> The input:
//! Order price computation.

use serde::{Deserialize, Serialize};

use crate::models::order::{OrderItem, PriceBreakdown};

/// Tax and shipping rules applied at order creation.
#[derive(Debug, Clone, Copy, PartialEq, Serialize, Deserialize)]
pub struct PricingPolicy {
    /// Fraction of the items subtotal charged as tax (0.06 = 6%).
    pub tax_rate: f64,
    /// Subtotals strictly above this ship for free.
    pub free_shipping_threshold: f64,
    pub flat_shipping_fee: f64,
}

impl Default for PricingPolicy {
    fn default() -> Self {
        Self {
            tax_rate: 0.06,
            free_shipping_threshold: 500.0,
            flat_shipping_fee: 60.0,
        }
    }
}

impl PricingPolicy {
    /// Price a set of line items using the unit prices they carry.
    pub fn quote(&self, items: &[OrderItem]) -> PriceBreakdown {
        let items_price = round2(
            items
                .iter()
                .map(|item| item.price * f64::from(item.quantity))
                .sum(),
        );
        let tax_price = round2(items_price * self.tax_rate);
        let shipping_price = if items_price > self.free_shipping_threshold {
            0.0
        } else {
            self.flat_shipping_fee
        };

        PriceBreakdown {
            items_price,
            tax_price,
            shipping_price,
            total_price: round2(items_price + tax_price + shipping_price),
        }
    }
}

/// Round to two decimal places (currency precision).
pub fn round2(value: f64) -> f64 {
    (value * 100.0).round() / 100.0
}

#[cfg(test)]
mod tests {
    use uuid::Uuid;

    use super::*;

    fn item(price: f64, quantity: u32) -> OrderItem {
        OrderItem {
            product_id: Uuid::new_v4(),
            name: "Widget".into(),
            price,
            image: None,
            quantity,
        }
    }

    #[test]
    fn two_units_at_500_ship_free() {
        let quote = PricingPolicy::default().quote(&[item(500.0, 2)]);
        assert_eq!(quote.items_price, 1000.0);
        assert_eq!(quote.tax_price, 60.0);
        assert_eq!(quote.shipping_price, 0.0);
        assert_eq!(quote.total_price, 1060.0);
    }

    #[test]
    fn subtotal_at_threshold_pays_flat_fee() {
        let quote = PricingPolicy::default().quote(&[item(250.0, 2)]);
        assert_eq!(quote.items_price, 500.0);
        assert_eq!(quote.shipping_price, 60.0);
        assert_eq!(quote.total_price, 590.0);
    }

    #[test]
    fn tax_is_rounded_to_cents() {
        let quote = PricingPolicy::default().quote(&[item(19.99, 3)]);
        assert_eq!(quote.items_price, 59.97);
        // 59.97 * 0.06 = 3.5982
        assert_eq!(quote.tax_price, 3.6);
        assert_eq!(quote.total_price, 123.57);
    }

    #[test]
    fn sums_across_lines() {
        let quote = PricingPolicy::default().quote(&[item(100.0, 1), item(45.5, 2)]);
        assert_eq!(quote.items_price, 191.0);
        assert_eq!(quote.tax_price, 11.46);
    }
}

> Task to complete: The line containing "let quote = PricingPolicy::default().quote(&[item(19.99, 3)]);" and all lines after it, to the end of the records, are to be output exactly and alone.

> Output:
        let quote = PricingPolicy::default().quote(&[item(19.99, 3)]);
        assert_eq!(quote.items_price, 59.97);
        // 59.97 * 0.06 = 3.5982
        assert_eq!(quote.tax_price, 3.6);
        assert_eq!(quote.total_price, 123.57);
    }

    #[test]
    fn sums_across_lines() {
        let quote = PricingPolicy::default().quote(&[item(100.0, 1), item(45.5, 2)]);
        assert_eq!(quote.items_price, 191.0);
        assert_eq!(quote.tax_price, 11.46);
    }
}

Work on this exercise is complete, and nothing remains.